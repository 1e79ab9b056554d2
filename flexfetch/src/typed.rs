// Licensed to the Apache Software Foundation (ASF) under one
// or more contributor license agreements.  See the NOTICE file
// distributed with this work for additional information
// regarding copyright ownership.  The ASF licenses this file
// to you under the Apache License, Version 2.0 (the
// "License"); you may not use this file except in compliance
// with the License.  You may obtain a copy of the License at
//
//   http://www.apache.org/licenses/LICENSE-2.0
//
// Unless required by applicable law or agreed to in writing,
// software distributed under the License is distributed on an
// "AS IS" BASIS, WITHOUT WARRANTIES OR CONDITIONS OF ANY
// KIND, either express or implied.  See the License for the
// specific language governing permissions and limitations
// under the License.

use crate::request::{parse_response_body, Response};
use flexfetch_core::{ReasonPhrase, Result};
use http::StatusCode;
use serde::de::DeserializeOwned;
use serde::Serialize;
use serde_json::Value;
use std::fmt;
use std::future::Future;
use std::marker::PhantomData;

/// Message of the error returned when a successful response fails its schema.
pub const VALIDATION_FAILED: &str = "Response validation failed";

/// Uniform result of a validated call.
#[derive(Debug, Clone, PartialEq)]
pub enum ApiResult<T> {
    /// The call succeeded and its body matched the schema.
    Ok {
        /// Status of the response.
        status: StatusCode,
        /// Body parsed by the schema.
        data: T,
    },
    /// The call got a non-2xx response, or a body the schema rejected.
    Err(ApiError),
}

impl<T> ApiResult<T> {
    /// Check if the call succeeded.
    pub fn is_ok(&self) -> bool {
        matches!(self, ApiResult::Ok { .. })
    }

    /// Status of the response, `422` for schema failures.
    pub fn status(&self) -> StatusCode {
        match self {
            ApiResult::Ok { status, .. } => *status,
            ApiResult::Err(err) => err.status,
        }
    }

    /// Convert into a std result, dropping the status of successful calls.
    pub fn into_result(self) -> std::result::Result<T, ApiError> {
        match self {
            ApiResult::Ok { data, .. } => Ok(data),
            ApiResult::Err(err) => Err(err),
        }
    }
}

/// A failed call as reported by [`validate_with`].
#[derive(Debug, Clone, PartialEq, thiserror::Error)]
#[error("{status}: {message}")]
pub struct ApiError {
    /// Status of the response.
    pub status: StatusCode,
    /// `message` from the body, else the status reason.
    pub message: String,
    /// Parsed body, or the validation issues for schema failures.
    pub body: Option<Value>,
}

/// One problem found by a schema.
#[derive(Debug, Clone, PartialEq, Eq, Serialize)]
pub struct ValidationIssue {
    /// Where the problem is, empty for the whole body.
    pub path: String,
    /// What is wrong.
    pub message: String,
}

/// The issues that made a body fail its schema.
#[derive(Debug, Clone, PartialEq, Eq, Default, Serialize)]
pub struct ValidationError {
    /// Every issue found.
    pub errors: Vec<ValidationIssue>,
}

impl ValidationError {
    /// Create an error with a single issue.
    pub fn new(path: impl Into<String>, message: impl Into<String>) -> Self {
        Self {
            errors: vec![ValidationIssue {
                path: path.into(),
                message: message.into(),
            }],
        }
    }

    /// Add another issue.
    pub fn push(&mut self, path: impl Into<String>, message: impl Into<String>) {
        self.errors.push(ValidationIssue {
            path: path.into(),
            message: message.into(),
        });
    }
}

impl fmt::Display for ValidationError {
    fn fmt(&self, f: &mut fmt::Formatter<'_>) -> fmt::Result {
        f.write_str("validation failed")?;
        for (i, issue) in self.errors.iter().enumerate() {
            f.write_str(if i == 0 { ": " } else { "; " })?;
            if !issue.path.is_empty() {
                write!(f, "{}: ", issue.path)?;
            }
            f.write_str(&issue.message)?;
        }
        Ok(())
    }
}

impl std::error::Error for ValidationError {}

impl From<serde_json::Error> for ValidationError {
    fn from(err: serde_json::Error) -> Self {
        ValidationError::new("", err.to_string())
    }
}

/// Schema checks a parsed body and turns it into a typed value.
///
/// `body` is `None` when the response has no body.
pub trait Schema {
    /// Value produced by a valid body.
    type Output;

    /// Check `body`.
    fn parse(&self, body: Option<&Value>) -> std::result::Result<Self::Output, ValidationError>;
}

/// Deserialize the body into `T` with serde, a missing body reads as `null`.
pub struct Json<T>(PhantomData<fn() -> T>);

impl<T> Json<T> {
    /// Create the schema.
    pub fn new() -> Self {
        Json(PhantomData)
    }
}

impl<T> Default for Json<T> {
    fn default() -> Self {
        Self::new()
    }
}

impl<T> fmt::Debug for Json<T> {
    fn fmt(&self, f: &mut fmt::Formatter<'_>) -> fmt::Result {
        write!(f, "Json<{}>", std::any::type_name::<T>())
    }
}

impl<T: DeserializeOwned> Schema for Json<T> {
    type Output = T;

    fn parse(&self, body: Option<&Value>) -> std::result::Result<T, ValidationError> {
        let value = body.cloned().unwrap_or(Value::Null);
        Ok(serde_json::from_value(value)?)
    }
}

/// Accept any body as-is.
#[derive(Debug, Clone, Copy, Default)]
pub struct Unchecked;

impl Schema for Unchecked {
    type Output = Option<Value>;

    fn parse(&self, body: Option<&Value>) -> std::result::Result<Option<Value>, ValidationError> {
        Ok(body.cloned())
    }
}

impl<F, T> Schema for F
where
    F: Fn(Option<&Value>) -> std::result::Result<T, ValidationError>,
{
    type Output = T;

    fn parse(&self, body: Option<&Value>) -> std::result::Result<T, ValidationError> {
        self(body)
    }
}

/// Await `request` and return its parsed body without any schema.
pub async fn validate<F>(request: F) -> Result<ApiResult<Option<Value>>>
where
    F: Future<Output = Result<Response>>,
{
    validate_with(request, &Unchecked).await
}

/// Await `request` and check its body against `schema`.
///
/// Transport failures (including cancellation) are returned as `Err`.
/// Every response becomes an [`ApiResult`]:
///
/// - non-2xx: [`ApiError`] with the body's `message` or the status reason,
///   the schema is not run.
/// - 2xx with a body the schema rejects: [`ApiError`] with status `422`.
pub async fn validate_with<F, S>(request: F, schema: &S) -> Result<ApiResult<S::Output>>
where
    F: Future<Output = Result<Response>>,
    S: Schema + ?Sized,
{
    let resp = request.await?;
    let status = resp.status();
    let body = parse_response_body(&resp);

    if !status.is_success() {
        let message = body
            .as_ref()
            .and_then(|v| v.get("message"))
            .and_then(Value::as_str)
            .map(str::to_string)
            .unwrap_or_else(|| status_text(&resp));
        return Ok(ApiResult::Err(ApiError {
            status,
            message,
            body,
        }));
    }

    match schema.parse(body.as_ref()) {
        Ok(data) => Ok(ApiResult::Ok { status, data }),
        Err(err) => {
            log::warn!("response of status {status} failed validation: {err}");
            Ok(ApiResult::Err(ApiError {
                status: StatusCode::UNPROCESSABLE_ENTITY,
                message: VALIDATION_FAILED.to_string(),
                body: serde_json::to_value(&err).ok(),
            }))
        }
    }
}

/// The server's reason phrase, else the canonical one.
fn status_text(resp: &Response) -> String {
    if let Some(ReasonPhrase(reason)) = resp.extensions().get::<ReasonPhrase>() {
        return reason.clone();
    }
    resp.status()
        .canonical_reason()
        .unwrap_or("Unknown Error")
        .to_string()
}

### EXERCISE
Please retype the top of the data exactly, down to and including the line that holds "Version 2.0 (the", and nothing further.

### WRITTEN ANSWER
repository 1e79ab9b056554d2
filename flexfetch/src/typed.rs
// Licensed to the Apache Software Foundation (ASF) under one
// or more contributor license agreements.  See the NOTICE file
// distributed with this work for additional information
// regarding copyright ownership.  The ASF licenses this file
// to you under the Apache License, Version 2.0 (the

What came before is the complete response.